Alles für die Kunst – 5 x 5 Jahre junge Schweizer Kunst

Sie stammen aus St. Gallen, Baselland, Zürich, Lausanne. Sie haben ihren Traum zum Beruf gemacht: die Künstler Beni Bischof, Claudia Comte, Julian Charrière, Maja Hürst, Anja Rueegsegger. Was treibt sie an? Was bedeutet ihnen Erfolg? Und was Freiheit? Eine Langzeitreportage von Uta Kenter.

Seit 2012 hat die Autorin Uta Kenter für die «Sternstunde Kunst» fünf in ihrer Arbeit unterschiedliche Schweizer Künstlerinnen und Künstler filmisch begleitet. Ihr Film vermittelt einen vertieften und vielseitigen Einblick in das Schaffen von jungen Menschen, die trotz Existenzängsten die Kunst zum Beruf gemacht haben. Was wollen sie erreichen? Welche Risiken gehen sie ein? Wo stehen sie heute?

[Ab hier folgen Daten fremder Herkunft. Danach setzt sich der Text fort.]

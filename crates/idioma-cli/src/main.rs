mod chat;
mod logging;
mod render;

use std::io::{self, Read, Write};
use std::path::PathBuf;
use std::sync::atomic::{AtomicBool, Ordering};
use std::sync::Arc;
use std::thread;
use std::time::Duration;

use anyhow::{Context, Result};
use clap::{ArgAction, Parser, Subcommand};
use idioma_contracts::events::EventWriter;
use idioma_contracts::options::{
    messages, LanguageVariant, OperationMode, OperationType, ReferenceCitationStyle, UiLanguage,
    WritingStyle,
};
use idioma_contracts::request::RequestDraft;
use idioma_engine::{
    attach_file, EngineConfig, ProcessingFailure, ProviderRegistry, Session, SessionState,
};
use tracing::{info, warn};
use uuid::Uuid;

use crate::render::{render_failure, render_options, render_result, PreviewEcho};

const PREVIEW_POLL_INTERVAL: Duration = Duration::from_millis(100);

const EXIT_OK: i32 = 0;
const EXIT_FAILURE: i32 = 1;
const EXIT_REFUSED: i32 = 2;
const EXIT_CANCELLED: i32 = 130;

#[derive(Debug, Parser)]
#[command(
    name = "idioma",
    version,
    about = "Rewrite, correct and enrich text in a chosen language variant"
)]
struct Cli {
    /// Raise log verbosity (repeatable).
    #[arg(short, long, action = ArgAction::Count, global = true)]
    verbose: u8,
    /// Only log errors.
    #[arg(short, long, global = true)]
    quiet: bool,
    #[command(subcommand)]
    command: Command,
}

#[derive(Debug, Subcommand)]
enum Command {
    /// Process one request and print the result.
    Run(RunArgs),
    /// Interactive session.
    Chat(ChatArgs),
    /// List every option code.
    Options(OptionsArgs),
}

#[derive(Debug, Parser)]
struct RunArgs {
    /// Input text; `-` reads stdin.
    #[arg(long)]
    text: Option<String>,
    #[arg(long)]
    url: Option<String>,
    /// Text (.txt, .md) or image file; repeatable.
    #[arg(long = "file")]
    files: Vec<PathBuf>,
    #[arg(long = "image")]
    images: Vec<PathBuf>,
    #[arg(long, default_value_t = LanguageVariant::default())]
    source: LanguageVariant,
    #[arg(long, default_value_t = LanguageVariant::default())]
    target: LanguageVariant,
    #[arg(long, default_value_t = WritingStyle::default())]
    style: WritingStyle,
    #[arg(long, default_value_t = OperationMode::default())]
    mode: OperationMode,
    /// Operation type; repeatable. Defaults to rewrite.
    #[arg(long = "op")]
    ops: Vec<OperationType>,
    #[arg(long, default_value_t = ReferenceCitationStyle::default())]
    cite: ReferenceCitationStyle,
    #[arg(long)]
    model: Option<String>,
    #[arg(long, default_value_t = UiLanguage::default())]
    ui_lang: UiLanguage,
    /// Append session events as JSON lines to this file.
    #[arg(long)]
    events: Option<PathBuf>,
    /// Append the reference list to the final text.
    #[arg(long)]
    insert_sources: bool,
    /// Print the final result as JSON.
    #[arg(long)]
    json: bool,
}

#[derive(Debug, Parser)]
pub(crate) struct ChatArgs {
    #[arg(long)]
    pub(crate) model: Option<String>,
    #[arg(long, default_value_t = UiLanguage::default())]
    pub(crate) ui_lang: UiLanguage,
    #[arg(long)]
    pub(crate) events: Option<PathBuf>,
}

#[derive(Debug, Parser)]
struct OptionsArgs {
    #[arg(long, default_value_t = UiLanguage::default())]
    ui_lang: UiLanguage,
}

fn main() {
    match run() {
        Ok(code) => std::process::exit(code),
        Err(err) => {
            eprintln!("idioma error: {err:#}");
            std::process::exit(EXIT_FAILURE);
        }
    }
}

fn run() -> Result<i32> {
    let cli = Cli::parse();
    logging::init_logging(cli.verbose, cli.quiet)?;
    match cli.command {
        Command::Run(args) => run_once(args),
        Command::Chat(args) => {
            chat::run_chat(args)?;
            Ok(EXIT_OK)
        }
        Command::Options(args) => {
            println!("{}", render_options(args.ui_lang));
            Ok(EXIT_OK)
        }
    }
}

pub(crate) fn new_session(
    model: Option<String>,
    events: Option<PathBuf>,
    ui_lang: UiLanguage,
) -> Result<Session> {
    let mut config = EngineConfig::from_env();
    if let Some(model) = model {
        config.model = Some(model);
    }
    let session_id = format!("idioma-{}", Uuid::new_v4().simple());
    let events = events.map(|path| EventWriter::new(path, session_id.clone()));
    let providers = ProviderRegistry::with_defaults(&config)?;
    let mut session = Session::new(config, providers, events)?;
    session.set_ui_language(ui_lang);
    info!(session_id, "session ready");
    Ok(session)
}

fn read_text_arg(raw: &str) -> Result<String> {
    if raw != "-" {
        return Ok(raw.to_string());
    }
    let mut text = String::new();
    io::stdin()
        .read_to_string(&mut text)
        .context("failed reading input text from stdin")?;
    Ok(text)
}

fn draft_from_args(args: &RunArgs) -> Result<RequestDraft> {
    let mut draft = RequestDraft::new();
    draft.source_variant = args.source;
    draft.target_variant = args.target;
    draft.writing_style = args.style;
    draft.operation_mode = args.mode;
    draft.citation_style = args.cite;
    if !args.ops.is_empty() {
        draft.set_operations(args.ops.iter().copied());
    }
    if let Some(text) = args.text.as_deref() {
        draft.append_text(&read_text_arg(text)?);
    }
    if let Some(url) = args.url.as_deref() {
        draft.raw_url = url.trim().to_string();
    }
    for path in args.files.iter().chain(args.images.iter()) {
        attach_file(&mut draft, path)?;
    }
    Ok(draft)
}

fn exit_code_for(state: &SessionState) -> i32 {
    if state.result.is_some() {
        return EXIT_OK;
    }
    match state.failure.as_ref() {
        Some(ProcessingFailure::Refused(_)) => EXIT_REFUSED,
        Some(_) => EXIT_FAILURE,
        None if state.last_outcome.as_deref() == Some("cancelled") => EXIT_CANCELLED,
        None => EXIT_FAILURE,
    }
}

#[cfg(unix)]
fn install_interrupt_flag(flag: &Arc<AtomicBool>) {
    if let Err(err) = signal_hook::flag::register(signal_hook::consts::SIGINT, Arc::clone(flag)) {
        warn!("Ctrl-C will not stop the stream: {err}");
    }
}

#[cfg(not(unix))]
fn install_interrupt_flag(_flag: &Arc<AtomicBool>) {}

/// Echoes the preview until the stream ends. A raised `interrupted` flag
/// stops the stream, keeping the last preview.
fn follow_stream(
    session: &mut Session,
    interrupted: &AtomicBool,
    out: &mut impl Write,
) -> Result<SessionState> {
    let view = session.view();
    let mut echo = PreviewEcho::default();
    loop {
        let state = view.snapshot();
        echo.update(&state, out)?;
        if !state.loading {
            break;
        }
        if interrupted.swap(false, Ordering::SeqCst) && session.stop() {
            info!("stream interrupted");
        }
        thread::sleep(PREVIEW_POLL_INTERVAL);
    }
    let state = session.wait();
    echo.update(&state, out)?;
    echo.finish(out)?;
    Ok(state)
}

fn run_once(args: RunArgs) -> Result<i32> {
    let lang = args.ui_lang;
    let params = draft_from_args(&args)?.snapshot()?;
    let mode = params.operation_mode;
    let mut session = new_session(args.model.clone(), args.events.clone(), lang)?;

    let selection = session.submit(params)?;
    if let Some(reason) = selection.fallback_reason.as_deref() {
        warn!("{reason} Using {}.", selection.model.name);
    }
    eprintln!("{}", messages(lang).streaming_placeholder);

    let interrupted = Arc::new(AtomicBool::new(false));
    install_interrupt_flag(&interrupted);
    let mut state = follow_stream(&mut session, &interrupted, &mut io::stderr())?;

    if state.result.is_some() && args.insert_sources {
        if !session.insert_references() {
            eprintln!("{}", messages(lang).no_references);
        }
        state = session.snapshot();
    }

    match (&state.result, &state.failure) {
        (Some(result), _) => {
            let mut stdout = io::stdout().lock();
            if args.json {
                writeln!(stdout, "{}", serde_json::to_string_pretty(result)?)?;
            } else {
                writeln!(stdout, "{}", render_result(result, mode, lang))?;
            }
        }
        (None, Some(failure)) => eprintln!("{}", render_failure(failure, lang)),
        (None, None) => eprintln!("{}", messages(lang).cancelled),
    }
    Ok(exit_code_for(&state))
}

Der St. Galler Beni Bischof relativiert mit Witz die Kunst, die sich mitunter allzu ernst nimmt. Die Westschweizerin Claudia Comte will mit ihren Holzskulpturen und minimalistischen Bildern die Kunstgeschichte beeinflussen. Die Zürcherin Maja Hürst malt auf Fassaden überall auf der Welt, aber immer häufiger auch auf Leinwand. Die Baslerin Anja Rueegsegger sucht ihren Weg abseits des kommerziellen Kunstbetriebs. Und der Wahlberliner Julian Charrière aus Lausanne hat es bis an die Biennale in Venedig geschafft. Der Film von Uta Kenter zeigt die Entwicklung der fünf Künstler über fünf Jahre hinweg.